Select every line below containing the word "OcrConfig".

# Stored data entries
|---|

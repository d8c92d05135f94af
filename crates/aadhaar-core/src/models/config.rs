//! Configuration structures for the extraction pipeline.

use serde::{Deserialize, Serialize};
use std::path::{Path, PathBuf};

use crate::error::ConfigError;

/// Environment variable overriding the tesseract executable.
pub const TESSERACT_PATH_ENV: &str = "TESSERACT_PATH";

/// Environment variable overriding the pdftoppm executable.
pub const PDFTOPPM_PATH_ENV: &str = "PDFTOPPM_PATH";

/// Main configuration for the aadhaar pipeline.
#[derive(Debug, Clone, Default, Serialize, Deserialize)]
#[serde(default)]
pub struct AadhaarConfig {
    /// OCR configuration.
    pub ocr: OcrConfig,

    /// PDF rasterization configuration.
    pub pdf: PdfConfig,

    /// Field extraction configuration.
    pub extraction: ExtractionConfig,

    /// Remote document download configuration.
    pub download: DownloadConfig,

    /// HTTP service configuration.
    pub server: ServerConfig,
}

/// OCR engine configuration.
#[derive(Debug, Clone, Serialize, Deserialize)]
#[serde(default)]
pub struct OcrConfig {
    /// Path to the tesseract executable.
    pub tesseract_cmd: PathBuf,

    /// Tesseract language code.
    pub language: String,
}

impl Default for OcrConfig {
    fn default() -> Self {
        Self {
            tesseract_cmd: PathBuf::from("tesseract"),
            language: "eng".to_string(),
        }
    }
}

/// PDF rasterization configuration.
#[derive(Debug, Clone, Serialize, Deserialize)]
#[serde(default)]
pub struct PdfConfig {
    /// DPI for rendering PDF pages to images.
    pub render_dpi: u32,

    /// Path to the pdftoppm executable (poppler-utils).
    pub pdftoppm_cmd: PathBuf,
}

impl Default for PdfConfig {
    fn default() -> Self {
        Self {
            render_dpi: 300,
            pdftoppm_cmd: PathBuf::from("pdftoppm"),
        }
    }
}

/// Field extraction configuration.
#[derive(Debug, Clone, Serialize, Deserialize)]
#[serde(default)]
pub struct ExtractionConfig {
    /// Number of leading OCR lines searched for the card holder's name.
    pub max_name_lines: usize,

    /// Fuzzy score (0-100) a gender keyword must exceed.
    pub gender_threshold: u8,
}

impl Default for ExtractionConfig {
    fn default() -> Self {
        Self {
            max_name_lines: 10,
            gender_threshold: 80,
        }
    }
}

/// Remote document download configuration.
#[derive(Debug, Clone, Serialize, Deserialize)]
#[serde(default)]
pub struct DownloadConfig {
    /// Request timeout in seconds.
    pub timeout_secs: u64,

    /// Retry once without certificate verification when TLS verification fails.
    pub insecure_fallback: bool,
}

impl Default for DownloadConfig {
    fn default() -> Self {
        Self {
            timeout_secs: 10,
            insecure_fallback: true,
        }
    }
}

/// HTTP service configuration.
#[derive(Debug, Clone, Serialize, Deserialize)]
#[serde(default)]
pub struct ServerConfig {
    /// Socket address the service listens on.
    pub bind: String,
}

impl Default for ServerConfig {
    fn default() -> Self {
        Self {
            bind: "127.0.0.1:5000".to_string(),
        }
    }
}

impl AadhaarConfig {
    /// Load configuration from a JSON file.
    pub fn from_file(path: &Path) -> Result<Self, ConfigError> {
        let content = std::fs::read_to_string(path)?;
        Ok(serde_json::from_str(&content)?)
    }

    /// Save configuration to a JSON file.
    pub fn save(&self, path: &Path) -> Result<(), ConfigError> {
        let content = serde_json::to_string_pretty(self)?;
        std::fs::write(path, content)?;
        Ok(())
    }

    /// Apply overrides from the process environment.
    pub fn with_env_overrides(self) -> Self {
        self.with_overrides_from(|key| std::env::var(key).ok())
    }

    /// Apply overrides using `lookup` to resolve environment variables.
    pub fn with_overrides_from<F>(mut self, lookup: F) -> Self
    where
        F: Fn(&str) -> Option<String>,
    {
        if let Some(path) = lookup(TESSERACT_PATH_ENV).filter(|v| !v.is_empty()) {
            self.ocr.tesseract_cmd = PathBuf::from(path);
        }
        if let Some(path) = lookup(PDFTOPPM_PATH_ENV).filter(|v| !v.is_empty()) {
            self.pdf.pdftoppm_cmd = PathBuf::from(path);
        }
        self
    }
}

|---|

# Response for this exercise
    pub ocr: OcrConfig,
pub struct OcrConfig {
impl Default for OcrConfig {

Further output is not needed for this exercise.